Barbra Streisand will make a "comeback" record with Barry Gibb. Wait, that's already happening?
David Spade will win the 2010 Oscar for Actor In A Leading Role.
Muddy teal will be the new black
Cancer will be cured. Tomorrow. At 6PM EST.
Tim Horton's will go bankrupt. Tomorrow. At 6PM EST.
Every single person in the world will be required to use "Microsoft" for their middle name in less than four years. Resistance is futile. Trespassers will be shot.
The internet is good for you. So are Doritos.
Reading: You're kidding me, right? Reading? Yeah, and I goose-step on Veteran's Day, too. Have some respect, please.

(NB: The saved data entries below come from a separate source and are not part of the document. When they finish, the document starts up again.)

//! CLI command implementations

use anyhow::{Context, Result};
use colored::Colorize;
use std::path::{Path, PathBuf};

use crate::distance::{bounded_distance, standard_distance};
use crate::index::{IndexBuilder, StateSetIndex};
use crate::mapping::{CharTable, MappingKind};

use super::args::{Commands, ConfigAction, IndexArgs};
use super::paths::{config_file_path, IndexSettings, PersistentConfig};

/// Execute a CLI command
pub fn execute(command: Commands, config_path: Option<PathBuf>) -> Result<()> {
    let config_path = || config_file_path(config_path.as_deref());

    match command {
        Commands::Find { query, index } => cmd_find(&query, &index, &config_path()?),
        Commands::Candidates { query, index } => cmd_candidates(&query, &index, &config_path()?),
        Commands::Distance {
            source,
            target,
            max,
        } => cmd_distance(&source, &target, max),
        Commands::Demo => cmd_demo(),
        Commands::Config { action } => cmd_config(action, &config_path()?),
    }
}

/// Merge command-line options over the stored defaults.
pub fn resolve_settings(args: &IndexArgs, config_path: &Path) -> Result<IndexSettings> {
    let stored = PersistentConfig::load_from(config_path)?;
    Ok(stored
        .merge_with_cli(args.threshold, args.prefix_length, args.mapping, args.coverage)
        .resolve())
}

/// Build an index over `terms` with the given settings.
pub fn build_index(terms: &[String], settings: &IndexSettings) -> Result<StateSetIndex<MappingKind>> {
    IndexBuilder::new()
        .mapping(settings.mapping)
        .prefix_length(settings.prefix_length)
        .coverage(settings.coverage)
        .build(terms)
        .context("Failed to build index")
}

/// Find command
fn cmd_find(query: &str, args: &IndexArgs, config_path: &Path) -> Result<()> {
    let settings = resolve_settings(args, config_path)?;
    let index = build_index(&args.terms, &settings)?;

    match index.find(query, settings.threshold)? {
        Some(candidate) => {
            println!("{} (d={})", candidate.term.green(), candidate.distance);
        }
        None => {
            println!(
                "{}",
                format!("No match within distance {}", settings.threshold).yellow()
            );
        }
    }

    Ok(())
}

/// Candidates command
fn cmd_candidates(query: &str, args: &IndexArgs, config_path: &Path) -> Result<()> {
    let settings = resolve_settings(args, config_path)?;
    let index = build_index(&args.terms, &settings)?;
    let candidates = index.candidates(query, settings.threshold)?;

    if candidates.is_empty() {
        println!("{}", "No candidates".yellow());
        return Ok(());
    }

    for (i, term) in candidates.iter().enumerate() {
        let distance = standard_distance(query, term);
        let label = if distance <= settings.threshold {
            term.green()
        } else {
            term.dimmed()
        };
        println!("   {}. {} (d={})", i + 1, label, distance);
    }
    println!();
    println!(
        "{} candidate(s), {} node(s) in index",
        candidates.len(),
        index.node_count()
    );

    Ok(())
}

/// Distance command
fn cmd_distance(source: &str, target: &str, max: Option<usize>) -> Result<()> {
    match max {
        None => println!("{}", standard_distance(source, target)),
        Some(max) => match bounded_distance(source, target, max) {
            Some(distance) => println!("{}", distance),
            None => println!("{}", format!("> {}", max).yellow()),
        },
    }
    Ok(())
}

/// Dictionary of the built-in example.
pub const DEMO_TERMS: [&str; 5] = ["Müller", "Mueller", "Muentner", "Muster", "Mustermann"];

/// Alphabet of the built-in example: eleven letters folded onto four labels.
pub fn demo_mapping() -> CharTable {
    [
        ('M', '1'),
        ('r', '1'),
        ('s', '1'),
        ('u', '2'),
        ('ü', '2'),
        ('m', '2'),
        ('e', '3'),
        ('n', '3'),
        ('a', '3'),
        ('l', '4'),
        ('t', '4'),
    ]
    .into_iter()
    .collect()
}

/// Demo command
fn cmd_demo() -> Result<()> {
    let query = "Mustre";
    let threshold = 2;
    let index = StateSetIndex::build(DEMO_TERMS, demo_mapping(), 6)?;

    println!("{}", "State Set Index demo".bold().underline());
    println!();
    println!("  Dictionary: {}", DEMO_TERMS.join(", ").cyan());
    println!("  Nodes:      {}", index.node_count());
    println!("  Query:      {} (threshold {})", query.cyan(), threshold);
    println!(
        "  Candidates: {}",
        index.candidates(query, threshold)?.join(", ")
    );

    match index.find(query, threshold)? {
        Some(candidate) => println!(
            "  Result:     {} (d={})",
            candidate.term.green().bold(),
            candidate.distance
        ),
        None => println!("  Result:     {}", "none".yellow()),
    }

    Ok(())
}

/// Config command
fn cmd_config(action: ConfigAction, config_path: &Path) -> Result<()> {
    match action {
        ConfigAction::Show => {
            let config = PersistentConfig::load_from(config_path)?;
            println!("  Config file: {}", config_path.display().to_string().cyan());
            println!();
            print_settings(&config.resolve());
        }
        ConfigAction::Set {
            threshold,
            prefix_length,
            mapping,
            coverage,
        } => {
            if prefix_length == Some(0) {
                anyhow::bail!("Prefix length must be at least 1");
            }

            let config = PersistentConfig::load_from(config_path)?
                .merge_with_cli(threshold, prefix_length, mapping, coverage);
            config.save_to(config_path)?;

            println!("{}", "Configuration saved".green().bold());
            println!();
            print_settings(&config.resolve());
        }
        ConfigAction::Reset => {
            let config = PersistentConfig::default();
            config.save_to(config_path)?;
            println!("{}", "Configuration reset to defaults".green().bold());
            println!();
            print_settings(&config.resolve());
        }
    }

    Ok(())
}

fn print_settings(settings: &IndexSettings) {
    println!("  Threshold:     {}", settings.threshold.to_string().green());
    println!("  Prefix length: {}", settings.prefix_length.to_string().green());
    println!("  Mapping:       {}", settings.mapping.to_string().green());
    println!("  Coverage:      {}", settings.coverage.to_string().green());
}

#[cfg(test)]
mod tests {
    use super::*;

    #[test]
    fn test_demo_finds_muster() {
        let index = StateSetIndex::build(DEMO_TERMS, demo_mapping(), 6).unwrap();
        let found = index.find("Mustre", 2).unwrap().unwrap();
        assert_eq!(found.term, "Muster");
        assert_eq!(found.distance, 2);
    }

    #[test]
    fn test_build_index_uses_settings() {
        let settings = IndexSettings {
            threshold: 1,
            prefix_length: 3,
            mapping: MappingKind::CaseFold,
            coverage: crate::index::Coverage::IndexedPrefix,
        };
        let terms = vec!["Alpha".to_string(), "ALPHA".to_string()];
        let index = build_index(&terms, &settings).unwrap();

        assert_eq!(index.prefix_length(), 3);
        assert_eq!(index.node_count(), 4);
        assert_eq!(index.len(), 2);
    }

    #[test]
    fn test_build_index_rejects_zero_prefix() {
        let settings = IndexSettings {
            prefix_length: 0,
            ..IndexSettings::default()
        };
        assert!(build_index(&["a".to_string()], &settings).is_err());
    }
}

Listening: Wintersleep is just another Clap Your Wolf Parade, Say Arcade Fire! Don't pay attention to any of them. They're good, I know, but that's boring. I want terrible. Destructive, even. Yeah, but that gets boring, too. What's a hipster to do, then? Hang on, hang on. What about these guys? They're crooking their pinkies at everyone, they say so in the lyrics. Let's take refuge from cynicism and bejadedness in mockery. Let's. You like the newer Of Montreal? You'll like these guys. This band is Hamlet, and good clear guitar, and lazy aggression, at least on "The Vice And Virtue Ministry" + The Happy Bullets
Tuesday, September 27, 2005
I like being Jewish. I'm not saying I am Jewish, but I'm not saying I'm not, either. But I really enjoy the whole Hebrew thing. The dreidel song, Chrismukkah, Heeb Magazine, the sweet sweet Pentateuch and a shicksa girlfriend. What's not to love? I leave my degree of Jewishness for others to decide.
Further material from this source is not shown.